Mixtape by Trey Songz
- Released: June 30, 2009
- Recorded: 2008–09
- Genre: R&B;
- Label: Songbook; Atlantic;

Trey Songz chronology
| Trey Day (2007) | Anticipation (2009) | Ready (2009) |

= Anticipation (mixtape) =

Anticipation is a mixtape American singer Trey Songz, released on June 30, 2009.

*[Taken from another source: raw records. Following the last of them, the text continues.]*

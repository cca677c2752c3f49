//! MySQL backend on `mysql_async`.
//!
//! The store owns a current-thread tokio runtime and blocks on every call,
//! so callers see a plain synchronous connection.

use log::debug;
use mysql_async::{Conn, OptsBuilder, Params, Row, prelude::*};
use tokio::runtime::{Builder, Runtime};

use super::{ColumnInfo, MySqlConfig, Statement, Store, quote_identifier};
use crate::{error::StoreError, normalize::SqlValue};

const ER_ACCESS_DENIED: u16 = 1045;
const ER_BAD_DB: u16 = 1049;

pub struct MySqlStore {
    runtime: Runtime,
    conn: Option<Conn>,
}

impl MySqlStore {
    pub fn connect(config: &MySqlConfig) -> Result<Self, StoreError> {
        let runtime = Builder::new_current_thread().enable_all().build()?;
        let opts = OptsBuilder::default()
            .ip_or_hostname(config.host.clone())
            .tcp_port(config.port)
            .user(Some(config.user.clone()))
            .pass(config.password.clone())
            .db_name(Some(config.database.clone()));
        let conn = runtime
            .block_on(Conn::new(opts))
            .map_err(|err| classify_connect_error(err, &config.database))?;
        debug!("Connected to MySQL at {}:{}", config.host, config.port);
        Ok(Self {
            runtime,
            conn: Some(conn),
        })
    }

    fn parts(&mut self) -> Result<(&Runtime, &mut Conn), StoreError> {
        match self.conn.as_mut() {
            Some(conn) => Ok((&self.runtime, conn)),
            None => Err(StoreError::Closed),
        }
    }
}

impl Drop for MySqlStore {
    fn drop(&mut self) {
        if let Some(conn) = self.conn.take() {
            if let Err(err) = self.runtime.block_on(conn.disconnect()) {
                debug!("Ignoring MySQL disconnect failure: {err}");
            }
        }
    }
}

impl Store for MySqlStore {
    fn ping(&mut self) -> Result<(), StoreError> {
        let (runtime, conn) = self.parts()?;
        runtime.block_on(conn.ping())?;
        Ok(())
    }

    fn list_tables(&mut self) -> Result<Vec<String>, StoreError> {
        let (runtime, conn) = self.parts()?;
        let mut tables: Vec<String> = runtime.block_on(conn.query("SHOW TABLES"))?;
        tables.sort();
        Ok(tables)
    }

    fn describe_table(&mut self, table: &str) -> Result<Vec<ColumnInfo>, StoreError> {
        let (runtime, conn) = self.parts()?;
        let query = format!("DESCRIBE {}", quote_identifier(table));
        type DescribeRow = (String, String, String, String, Option<String>, String);
        let rows: Vec<DescribeRow> = runtime.block_on(conn.query(query))?;
        Ok(rows
            .into_iter()
            .map(|(field, data_type, null, key, _default, _extra)| ColumnInfo {
                name: field,
                data_type,
                primary_key: key == "PRI",
                nullable: null == "YES",
            })
            .collect())
    }

    fn primary_key_columns(&mut self, table: &str) -> Result<Vec<String>, StoreError> {
        let (runtime, conn) = self.parts()?;
        let query = "
            SELECT COLUMN_NAME
            FROM information_schema.KEY_COLUMN_USAGE
            WHERE TABLE_SCHEMA = DATABASE()
            AND TABLE_NAME = ?
            AND CONSTRAINT_NAME = 'PRIMARY'
            ORDER BY ORDINAL_POSITION
        ";
        let columns: Vec<String> = runtime.block_on(conn.exec(query, (table,)))?;
        Ok(columns)
    }

    fn execute(&mut self, statement: &Statement) -> Result<u64, StoreError> {
        let (runtime, conn) = self.parts()?;
        runtime.block_on(conn.exec_drop(statement.sql.as_str(), to_params(&statement.params)))?;
        Ok(conn.affected_rows())
    }

    fn exists(&mut self, statement: &Statement) -> Result<bool, StoreError> {
        let (runtime, conn) = self.parts()?;
        let row: Option<Row> = runtime.block_on(
            conn.exec_first(statement.sql.as_str(), to_params(&statement.params)),
        )?;
        Ok(row.is_some())
    }

    fn begin(&mut self) -> Result<(), StoreError> {
        let (runtime, conn) = self.parts()?;
        runtime.block_on(conn.query_drop("START TRANSACTION"))?;
        Ok(())
    }

    fn commit(&mut self) -> Result<(), StoreError> {
        let (runtime, conn) = self.parts()?;
        runtime.block_on(conn.query_drop("COMMIT"))?;
        Ok(())
    }

    fn rollback(&mut self) -> Result<(), StoreError> {
        let (runtime, conn) = self.parts()?;
        runtime.block_on(conn.query_drop("ROLLBACK"))?;
        Ok(())
    }
}

fn to_params(values: &[SqlValue]) -> Params {
    if values.is_empty() {
        return Params::Empty;
    }
    Params::Positional(values.iter().map(to_mysql_value).collect())
}

fn to_mysql_value(value: &SqlValue) -> mysql_async::Value {
    match value {
        SqlValue::Null => mysql_async::Value::NULL,
        SqlValue::Integer(i) => mysql_async::Value::Int(*i),
        SqlValue::Float(f) => mysql_async::Value::Double(*f),
        SqlValue::Text(s) => mysql_async::Value::Bytes(s.as_bytes().to_vec()),
    }
}

fn classify_connect_error(err: mysql_async::Error, database: &str) -> StoreError {
    match &err {
        mysql_async::Error::Server(server) if server.code == ER_ACCESS_DENIED => {
            StoreError::AccessDenied
        }
        mysql_async::Error::Server(server) if server.code == ER_BAD_DB => {
            StoreError::UnknownDatabase(database.to_string())
        }
        _ => StoreError::MySql(err),
    }
}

On April 24, 2020, Trey Songz re-released the mixtape on streaming platforms, with the sequel mixtape Anticipation II.

==Background==
Trey Songz talked about Anticipations working during an interview with Billboard magazine, saying that: "The creation of Anticipation is for my fans, I want to give them something to listen to before Ready comes out. My fans are eagerly anticipating Ready so I am giving them something to help get ready for the direction of the new album. I just started recording on my days off and the music felt great. This is music without creative boundaries."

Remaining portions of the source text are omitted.